The proposed project will fill this gap. Using data from NVDRS, 2015-2019, we will identify suicides that take place during encounters with police (SPEs) by applying Natural Language Processing (NLP) techniques to over 100,000 NVDRS incident narratives. We will characterize SPE circumstances using a coding approach analogous to the one we previously developed for to code legal intervention homicides (LIH) in NVDRS. The coding guide will capture information from incident narratives, such as the type of call officers were responding to; the amount of time elapsed between police contact and the suicide act; and whether a special unit, such as a crisis intervention team, responded. Using the coded SPE cases, we will estimate of the number of SPEs that take place annually in the US and assess whether the frequency of these events varies by state or over time. Primary analyses will explore the characteristics of SPEs by decedent demographics; known suicide risk factors routinely coded by NVDRS; and encounter-level features derived from our narrative coding to generate a descriptive typology of incidents, focusing on aspects of the encounters that may be amenable to intervention.

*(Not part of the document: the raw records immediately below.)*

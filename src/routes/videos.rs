use askama::Template;
use axum::extract::{Multipart, Path, State};
use axum::http::{header, StatusCode};
use axum::response::{IntoResponse, Redirect, Response};
use axum::routing::get;
use axum::Router;
use rusqlite::params;

use crate::error::{AppError, AppResult};
use crate::extractors::{CurrentUser, MaybeUser};
use crate::routes::home::{not_found_page, parse_and_format_time, Html};
use crate::state::AppState;

// --- View structs ---

pub struct WatchVideo {
    pub id: String,
    pub title: String,
    pub description: String,
    pub file_path: String,
    pub hashtags: String,
    pub views: i64,
    pub created_at: String,
    pub author: String,
    pub owner_id: String,
}

pub struct CommentView {
    pub id: String,
    pub author: String,
    pub body: String,
    pub created_at: String,
    pub can_delete: bool,
}

// --- Templates ---

#[derive(Template)]
#[template(path = "pages/watch.html")]
pub struct WatchTemplate {
    pub video: WatchVideo,
    pub comments: Vec<CommentView>,
    pub can_edit: bool,
    pub username: Option<String>,
}

#[derive(Template)]
#[template(path = "pages/upload.html")]
pub struct UploadTemplate {
    pub error_message: Option<String>,
    pub username: Option<String>,
}

#[derive(Template)]
#[template(path = "pages/edit_video.html")]
pub struct EditVideoTemplate {
    pub id: String,
    pub title: String,
    pub description: String,
    pub hashtags: String,
    pub error_message: Option<String>,
    pub username: Option<String>,
}

// --- Router ---

pub fn router() -> Router<AppState> {
    Router::new()
        .route("/videos/upload", get(upload_page).post(upload_submit))
        .route("/videos/{id}", get(watch))
        .route("/videos/{id}/edit", get(edit_page).post(edit_submit))
        .route("/videos/{id}/delete", get(delete_video))
        .route("/uploads/{*path}", get(serve_upload))
}

// --- Handlers ---

pub async fn watch(
    State(state): State<AppState>,
    MaybeUser(user): MaybeUser,
    Path(id): Path<String>,
) -> AppResult<Response> {
    let viewer_id = user.as_ref().map(|u| u.id.clone());
    let username = user.map(|u| u.username);

    let conn = state.db.get()?;
    let video = match query_watch_video(&conn, &id)? {
        Some(v) => v,
        None => return Ok(not_found_page(username)),
    };

    let comments = query_comments(&conn, &id, viewer_id.as_deref())?;
    let can_edit = viewer_id.as_deref() == Some(video.owner_id.as_str());

    Ok(Html(WatchTemplate {
        video,
        comments,
        can_edit,
        username,
    })
    .into_response())
}

pub async fn upload_page(user: CurrentUser) -> Html<UploadTemplate> {
    Html(UploadTemplate {
        error_message: None,
        username: Some(user.username),
    })
}

pub async fn upload_submit(
    State(state): State<AppState>,
    user: CurrentUser,
    mut multipart: Multipart,
) -> AppResult<Response> {
    let mut title = String::new();
    let mut description = String::new();
    let mut hashtags = String::new();
    let mut video_file: Option<(String, Vec<u8>)> = None;
    let mut thumb_file: Option<(String, Vec<u8>)> = None;

    while let Some(field) = multipart
        .next_field()
        .await
        .map_err(|e| AppError::BadRequest(format!("Invalid upload: {}", e)))?
    {
        let name = field.name().unwrap_or_default().to_string();
        match name.as_str() {
            "title" => title = read_text(field).await?,
            "description" => description = read_text(field).await?,
            "hashtags" => hashtags = read_text(field).await?,
            "video" => video_file = read_file(field).await?,
            "thumb" => thumb_file = read_file(field).await?,
            _ => {}
        }
    }

    let title = title.trim().to_string();
    if title.is_empty() {
        return Ok(upload_form_error(
            "Title is required.".to_string(),
            user.username,
        ));
    }
    let (video_name, video_bytes) = match video_file {
        Some(file) => file,
        None => {
            return Ok(upload_form_error(
                "A video file is required.".to_string(),
                user.username,
            ))
        }
    };
    let (thumb_name, thumb_bytes) = match thumb_file {
        Some(file) => file,
        None => {
            return Ok(upload_form_error(
                "A thumbnail image is required.".to_string(),
                user.username,
            ))
        }
    };

    let file_path = stored_name(&video_name);
    let thumb_path = stored_name(&thumb_name);

    let uploads_dir = state.config.uploads_path().clone();
    if let Err(e) = store_upload(&uploads_dir, &file_path, &video_bytes).await {
        tracing::error!("Failed to store video file: {}", e);
        return Ok(upload_form_error(
            "Could not store the uploaded video.".to_string(),
            user.username,
        ));
    }
    if let Err(e) = store_upload(&uploads_dir, &thumb_path, &thumb_bytes).await {
        tracing::error!("Failed to store thumbnail: {}", e);
        return Ok(upload_form_error(
            "Could not store the uploaded thumbnail.".to_string(),
            user.username,
        ));
    }

    let video_id = uuid::Uuid::now_v7().to_string();
    let tags = format_hashtags(&hashtags).join(" ");
    {
        let conn = state.db.get()?;
        conn.execute(
            "INSERT INTO videos (id, owner_id, title, description, file_path, thumb_path, hashtags)
             VALUES (?1, ?2, ?3, ?4, ?5, ?6, ?7)",
            params![
                video_id,
                user.id,
                title,
                description.trim(),
                file_path,
                thumb_path,
                tags
            ],
        )?;
    }

    Ok(Redirect::to("/").into_response())
}

pub async fn edit_page(
    State(state): State<AppState>,
    user: CurrentUser,
    Path(id): Path<String>,
) -> AppResult<Response> {
    let conn = state.db.get()?;
    let (owner_id, title, description, hashtags) = conn
        .query_row(
            "SELECT owner_id, title, description, hashtags FROM videos WHERE id = ?1",
            params![id],
            |row| {
                Ok((
                    row.get::<_, String>(0)?,
                    row.get::<_, String>(1)?,
                    row.get::<_, String>(2)?,
                    row.get::<_, String>(3)?,
                ))
            },
        )
        .map_err(|_| AppError::NotFound)?;

    if owner_id != user.id {
        return Err(AppError::Forbidden);
    }

    Ok(Html(EditVideoTemplate {
        id,
        title,
        description,
        hashtags,
        error_message: None,
        username: Some(user.username),
    })
    .into_response())
}

#[derive(serde::Deserialize)]
pub struct EditVideoForm {
    pub title: String,
    pub description: String,
    pub hashtags: String,
}

pub async fn edit_submit(
    State(state): State<AppState>,
    user: CurrentUser,
    Path(id): Path<String>,
    axum::Form(form): axum::Form<EditVideoForm>,
) -> AppResult<Response> {
    let title = form.title.trim().to_string();

    let conn = state.db.get()?;
    let owner_id: String = conn
        .query_row(
            "SELECT owner_id FROM videos WHERE id = ?1",
            params![id],
            |r| r.get(0),
        )
        .map_err(|_| AppError::NotFound)?;

    if owner_id != user.id {
        return Err(AppError::Forbidden);
    }

    if title.is_empty() {
        return Ok((
            StatusCode::BAD_REQUEST,
            Html(EditVideoTemplate {
                id,
                title,
                description: form.description,
                hashtags: form.hashtags,
                error_message: Some("Title is required.".to_string()),
                username: Some(user.username),
            }),
        )
            .into_response());
    }

    let tags = format_hashtags(&form.hashtags).join(" ");
    conn.execute(
        "UPDATE videos SET title = ?1, description = ?2, hashtags = ?3 WHERE id = ?4",
        params![title, form.description.trim(), tags, id],
    )?;

    Ok(Redirect::to(&format!("/videos/{}", id)).into_response())
}

pub async fn delete_video(
    State(state): State<AppState>,
    user: CurrentUser,
    Path(id): Path<String>,
) -> AppResult<Response> {
    let (owner_id, file_path, thumb_path) = {
        let conn = state.db.get()?;
        conn.query_row(
            "SELECT owner_id, file_path, thumb_path FROM videos WHERE id = ?1",
            params![id],
            |row| {
                Ok((
                    row.get::<_, String>(0)?,
                    row.get::<_, String>(1)?,
                    row.get::<_, String>(2)?,
                ))
            },
        )
        .map_err(|_| AppError::NotFound)?
    };

    if owner_id != user.id {
        return Err(AppError::Forbidden);
    }

    {
        let conn = state.db.get()?;
        conn.execute("DELETE FROM videos WHERE id = ?1", params![id])?;
    }

    // Media removal is best-effort; the row is already gone.
    let uploads_dir = state.config.uploads_path();
    for name in [&file_path, &thumb_path] {
        if let Err(e) = tokio::fs::remove_file(uploads_dir.join(name)).await {
            tracing::warn!("Could not remove {}: {}", name, e);
        }
    }

    Ok(Redirect::to("/").into_response())
}

/// Serve uploaded media from the storage directory.
pub async fn serve_upload(
    State(state): State<AppState>,
    Path(path): Path<String>,
) -> Response {
    // Reject anything that could escape the uploads dir
    if path.split('/').any(|part| part == ".." || part.is_empty()) {
        return StatusCode::NOT_FOUND.into_response();
    }

    let full = state.config.uploads_path().join(&path);
    match tokio::fs::read(&full).await {
        Ok(data) => {
            let mime = mime_guess::from_path(&path).first_or_octet_stream();
            (
                StatusCode::OK,
                [(header::CONTENT_TYPE, mime.as_ref().to_string())],
                data,
            )
                .into_response()
        }
        Err(_) => StatusCode::NOT_FOUND.into_response(),
    }
}

// --- Helpers ---

fn upload_form_error(message: String, username: String) -> Response {
    (
        StatusCode::BAD_REQUEST,
        Html(UploadTemplate {
            error_message: Some(message),
            username: Some(username),
        }),
    )
        .into_response()
}

pub(crate) async fn read_text(field: axum::extract::multipart::Field<'_>) -> AppResult<String> {
    field
        .text()
        .await
        .map_err(|e| AppError::BadRequest(format!("Invalid field: {}", e)))
}

pub(crate) async fn read_file(
    field: axum::extract::multipart::Field<'_>,
) -> AppResult<Option<(String, Vec<u8>)>> {
    let file_name = field.file_name().unwrap_or_default().to_string();
    let bytes = field
        .bytes()
        .await
        .map_err(|e| AppError::BadRequest(format!("Invalid file upload: {}", e)))?;

    if file_name.is_empty() || bytes.is_empty() {
        return Ok(None);
    }
    Ok(Some((file_name, bytes.to_vec())))
}

/// Storage name for an upload: fresh uuid, original extension (letters and
/// digits only) when one exists.
pub(crate) fn stored_name(original: &str) -> String {
    let id = uuid::Uuid::now_v7().to_string();
    let ext = std::path::Path::new(original)
        .extension()
        .and_then(|e| e.to_str())
        .filter(|e| !e.is_empty() && e.chars().all(|c| c.is_ascii_alphanumeric()));

    match ext {
        Some(ext) => format!("{}.{}", id, ext.to_ascii_lowercase()),
        None => id,
    }
}

pub(crate) async fn store_upload(
    dir: &std::path::Path,
    name: &str,
    bytes: &[u8],
) -> std::io::Result<()> {
    tokio::fs::create_dir_all(dir).await?;
    tokio::fs::write(dir.join(name), bytes).await
}

/// Normalize comma-separated hashtag input: trim, drop empties, ensure a
/// single leading '#'.
pub fn format_hashtags(raw: &str) -> Vec<String> {
    raw.split(',')
        .map(|part| part.trim().trim_start_matches('#'))
        .filter(|part| !part.is_empty())
        .map(|part| format!("#{}", part))
        .collect()
}

// --- Query helpers ---

fn query_watch_video(
    conn: &rusqlite::Connection,
    id: &str,
) -> Result<Option<WatchVideo>, AppError> {
    let video = conn
        .query_row(
            "SELECT v.id, v.title, v.description, v.file_path, v.hashtags, v.views,
                    v.created_at, u.username, v.owner_id
             FROM videos v
             JOIN users u ON u.id = v.owner_id
             WHERE v.id = ?1",
            params![id],
            |row| {
                Ok(WatchVideo {
                    id: row.get(0)?,
                    title: row.get(1)?,
                    description: row.get(2)?,
                    file_path: row.get(3)?,
                    hashtags: row.get(4)?,
                    views: row.get(5)?,
                    created_at: row.get(6)?,
                    author: row.get(7)?,
                    owner_id: row.get(8)?,
                })
            },
        )
        .map(|mut v| {
            v.created_at = parse_and_format_time(&v.created_at);
            v
        });

    match video {
        Ok(v) => Ok(Some(v)),
        Err(rusqlite::Error::QueryReturnedNoRows) => Ok(None),
        Err(e) => Err(e.into()),
    }
}

fn query_comments(
    conn: &rusqlite::Connection,
    video_id: &str,
    viewer_id: Option<&str>,
) -> Result<Vec<CommentView>, AppError> {
    let mut stmt = conn.prepare(
        "SELECT c.id, u.username, c.body, c.created_at, c.user_id
         FROM comments c
         JOIN users u ON u.id = c.user_id
         WHERE c.video_id = ?1
         ORDER BY c.created_at ASC",
    )?;

    let comments = stmt
        .query_map(params![video_id], |row| {
            Ok((
                row.get::<_, String>(0)?,
                row.get::<_, String>(1)?,
                row.get::<_, String>(2)?,
                row.get::<_, String>(3)?,
                row.get::<_, String>(4)?,
            ))
        })?
        .filter_map(|r| r.ok())
        .map(|(id, author, body, created_at, user_id)| CommentView {
            id,
            author,
            body,
            created_at: parse_and_format_time(&created_at),
            can_delete: viewer_id == Some(user_id.as_str()),
        })
        .collect();

    Ok(comments)
}

// --- Tests ---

The work will culminate in 2 published research papers that will inform efforts to reduce suicides during police encounters and improve public safety responses to those at risk of suicide, such as those already underway to reduce legal intervention homicides of people in crisis. The project will also result in a field-tested coding scheme for SPEs that we will publish along with our papers, make available on our websites, and propose to NVDRS leadership for inclusion in NVDRS going forward.
The project team includes researchers from Harvard, Northeastern, Brown and the University of Pennsylvania. Team members have rich experience working with NVDRS data, having led the pilot project that led to the NVDRS over time. The team are widely recognized on experts on suicide, as well as on policing.